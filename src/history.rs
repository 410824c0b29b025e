use std::{collections::BTreeMap, io, sync::Arc, time::Duration};

use futures::{
    Stream, StreamExt, TryStreamExt,
    stream::{self, BoxStream},
};
use rust_decimal::Decimal;
use serde::{Serialize, Serializer};

use crate::domain::{
    AccountId, AccountState, Error, GameKind, LedgerStore, Money, OutcomeCursor, OutcomeRecord,
    OutcomeResult, Timestamp,
};

const PAGE_SIZE: usize = 64;

/// Restartable, lazily fetched view of one account's outcome history.
#[derive(Debug)]
pub struct RecentOutcomes<S> {
    store: Arc<S>,
    account: AccountId,
    window_start: Option<Timestamp>,
    timeout: Duration,
}

impl<S> Clone for RecentOutcomes<S> {
    fn clone(&self) -> Self {
        Self {
            store: Arc::clone(&self.store),
            account: self.account.clone(),
            window_start: self.window_start,
            timeout: self.timeout,
        }
    }
}

impl<S: LedgerStore + 'static> RecentOutcomes<S> {
    pub fn new(
        store: Arc<S>,
        account: AccountId,
        window_start: Option<Timestamp>,
        timeout: Duration,
    ) -> Self {
        Self {
            store,
            account,
            window_start,
            timeout,
        }
    }

    /// Newest-first records. Pages are only fetched as the stream is polled.
    pub fn stream(&self) -> BoxStream<'static, Result<OutcomeRecord, Error>> {
        let store = Arc::clone(&self.store);
        let account = self.account.clone();
        let window_start = self.window_start;
        let timeout = self.timeout;

        // None once the last page has been handed out.
        let start: Option<Option<OutcomeCursor>> = Some(None);

        stream::try_unfold(start, move |state| {
            let store = Arc::clone(&store);
            let account = account.clone();
            async move {
                let Some(before) = state else {
                    return Ok::<_, Error>(None);
                };
                let fetch = store.outcomes_before(&account, before, window_start, PAGE_SIZE);
                let page = tokio::time::timeout(timeout, fetch).await.map_err(|_| {
                    Error::IO(io::Error::new(
                        io::ErrorKind::TimedOut,
                        "history page fetch timed out",
                    ))
                })??;
                if page.is_empty() {
                    return Ok(None);
                }

                let next = if page.len() < PAGE_SIZE {
                    None
                } else {
                    page.last().map(|o| Some(o.cursor))
                };
                let records: Vec<OutcomeRecord> = page.into_iter().map(|o| o.record).collect();
                Ok(Some((records, next)))
            }
        })
        .map_ok(|records| stream::iter(records.into_iter().map(Ok::<_, Error>)))
        .try_flatten()
        .boxed()
    }
}

#[derive(Debug, Clone, PartialEq, Eq)]
pub struct HistoryQuery {
    pub limit: usize,
    pub offset: usize,
    pub game: Option<GameKind>,
}

impl Default for HistoryQuery {
    fn default() -> Self {
        Self {
            limit: 50,
            offset: 0,
            game: None,
        }
    }
}

#[derive(Debug, Clone, PartialEq, Serialize)]
pub struct HistoryPage {
    pub records: Vec<OutcomeRecord>,
    pub total: usize,
    pub limit: usize,
    pub offset: usize,
}

impl HistoryPage {
    pub async fn collect<St>(outcomes: St, query: HistoryQuery) -> Result<Self, Error>
    where
        St: Stream<Item = Result<OutcomeRecord, Error>> + Unpin,
    {
        let HistoryQuery {
            limit,
            offset,
            game,
        } = query;

        let mut outcomes = outcomes;
        let mut records = Vec::new();
        let mut total = 0;
        while let Some(record) = outcomes.try_next().await? {
            if game.as_ref().is_some_and(|g| g != &record.game) {
                continue;
            }
            if total >= offset && records.len() < limit {
                records.push(record);
            }
            total += 1;
        }

        Ok(Self {
            records,
            total,
            limit,
            offset,
        })
    }
}

/// Wins per loss, or `Unbounded` when there are wins and no losses.
#[derive(Debug, Clone, Copy, PartialEq, Eq)]
pub enum WinLossRatio {
    Finite(Decimal),
    Unbounded,
}

impl Serialize for WinLossRatio {
    fn serialize<S: Serializer>(&self, serializer: S) -> Result<S::Ok, S::Error> {
        match self {
            WinLossRatio::Finite(ratio) => serializer.serialize_str(&ratio.to_string()),
            WinLossRatio::Unbounded => serializer.serialize_str("unbounded"),
        }
    }
}

#[derive(Debug, Clone, PartialEq, Serialize)]
#[serde(rename_all = "camelCase")]
pub struct OutcomeStats {
    pub total_games: u64,
    pub wins: u64,
    pub losses: u64,
    pub draws: u64,
    pub win_loss_ratio: WinLossRatio,
    pub favorite_game: Option<GameKind>,
    pub total_won: Money,
    pub total_lost: Money,
    pub is_playing_for_free: bool,
    pub free_games_played: u64,
}

impl OutcomeStats {
    pub async fn collect<St>(outcomes: St, state: &AccountState) -> Result<Self, Error>
    where
        St: Stream<Item = Result<OutcomeRecord, Error>> + Unpin,
    {
        let records: Vec<OutcomeRecord> = outcomes.try_collect().await?;
        Self::from_records(&records, state)
    }

    pub fn from_records(records: &[OutcomeRecord], state: &AccountState) -> Result<Self, Error> {
        let overflow = || Error::invalid("history totals out of range");
        let (mut wins, mut losses, mut draws) = (0u64, 0u64, 0u64);
        let mut total_won = Money::ZERO;
        let mut total_lost = Money::ZERO;
        let mut per_game: BTreeMap<&GameKind, u64> = BTreeMap::new();

        for record in records {
            *per_game.entry(&record.game).or_default() += 1;
            match record.result {
                OutcomeResult::Win => {
                    wins += 1;
                    total_won = total_won.checked_add(record.amount).ok_or_else(overflow)?;
                }
                OutcomeResult::Loss => {
                    losses += 1;
                    total_lost = total_lost
                        .checked_add(record.amount.abs())
                        .ok_or_else(overflow)?;
                }
                OutcomeResult::Draw => draws += 1,
            }
        }

        let win_loss_ratio = if losses > 0 {
            WinLossRatio::Finite((Decimal::from(wins) / Decimal::from(losses)).round_dp(2))
        } else if wins > 0 {
            WinLossRatio::Unbounded
        } else {
            WinLossRatio::Finite(Decimal::ZERO)
        };

        // Most played; ties go to the alphabetically first game.
        let favorite_game = per_game
            .into_iter()
            .max_by(|a, b| a.1.cmp(&b.1).then_with(|| b.0.cmp(a.0)))
            .map(|(game, _)| game.clone());

        Ok(Self {
            total_games: wins + losses + draws,
            wins,
            losses,
            draws,
            win_loss_ratio,
            favorite_game,
            total_won,
            total_lost,
            is_playing_for_free: state.free_play_mode,
            free_games_played: state.free_games_played,
        })
    }
}

#[cfg(test)]
mod tests {
    use super::*;
    use crate::domain::{Account, Timestamp};
    use uuid::Uuid;

    fn record(game: GameKind, result: OutcomeResult, amount: i64, at: u64) -> OutcomeRecord {
        OutcomeRecord {
            id: Uuid::new_v4(),
            account_id: "p1".into(),
            game,
            result,
            amount: Money::from_major(amount),
            free_play: false,
            details: serde_json::Value::Null,
            timestamp: Timestamp(at),
        }
    }

    fn state() -> AccountState {
        AccountState::from(&Account::open("p1".into(), Money::from_major(1), Timestamp(0)))
    }

    #[tokio::test]
    async fn page_filters_then_skips_and_counts() {
        let records = vec![
            record(GameKind::Dice, OutcomeResult::Win, 5, 50),
            record(GameKind::Slots, OutcomeResult::Loss, -1, 40),
            record(GameKind::Dice, OutcomeResult::Loss, -2, 30),
            record(GameKind::Dice, OutcomeResult::Draw, 0, 20),
        ];
        let query = HistoryQuery {
            limit: 1,
            offset: 1,
            game: Some(GameKind::Dice),
        };
        let page = HistoryPage::collect(stream::iter(records.into_iter().map(Ok)), query)
            .await
            .unwrap();

        assert_eq!(page.total, 3);
        assert_eq!(page.records.len(), 1);
        assert_eq!(page.records[0].timestamp, Timestamp(30));
    }

    #[test]
    fn stats_summarise_results() {
        let records = vec![
            record(GameKind::Dice, OutcomeResult::Win, 30, 4),
            record(GameKind::Slots, OutcomeResult::Loss, -10, 3),
            record(GameKind::Dice, OutcomeResult::Win, 20, 2),
            record(GameKind::Slots, OutcomeResult::Loss, -5, 1),
            record(GameKind::Slots, OutcomeResult::Loss, -5, 0),
        ];
        let stats = OutcomeStats::from_records(&records, &state()).unwrap();

        assert_eq!(stats.total_games, 5);
        assert_eq!((stats.wins, stats.losses, stats.draws), (2, 3, 0));
        assert_eq!(stats.win_loss_ratio, WinLossRatio::Finite(Decimal::new(67, 2)));
        assert_eq!(stats.favorite_game, Some(GameKind::Slots));
        assert_eq!(stats.total_won, Money::from_major(50));
        assert_eq!(stats.total_lost, Money::from_major(20));
    }

    #[test]
    fn ratio_without_losses() {
        let only_wins = vec![record(GameKind::Dice, OutcomeResult::Win, 1, 0)];
        let stats = OutcomeStats::from_records(&only_wins, &state()).unwrap();
        assert_eq!(stats.win_loss_ratio, WinLossRatio::Unbounded);

        let empty = OutcomeStats::from_records(&[], &state()).unwrap();
        assert_eq!(empty.win_loss_ratio, WinLossRatio::Finite(Decimal::ZERO));
        assert_eq!(empty.favorite_game, None);
    }
}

> Assignment
Scan the entries above for the word "WinLossRatio" and collect each line holding it.

> Reply to the exercise
pub enum WinLossRatio {
impl Serialize for WinLossRatio {
            WinLossRatio::Finite(ratio) => serializer.serialize_str(&ratio.to_string()),
            WinLossRatio::Unbounded => serializer.serialize_str("unbounded"),
    pub win_loss_ratio: WinLossRatio,
            WinLossRatio::Finite((Decimal::from(wins) / Decimal::from(losses)).round_dp(2))
            WinLossRatio::Unbounded
            WinLossRatio::Finite(Decimal::ZERO)
        assert_eq!(stats.win_loss_ratio, WinLossRatio::Finite(Decimal::new(67, 2)));
        assert_eq!(stats.win_loss_ratio, WinLossRatio::Unbounded);
        assert_eq!(empty.win_loss_ratio, WinLossRatio::Finite(Decimal::ZERO));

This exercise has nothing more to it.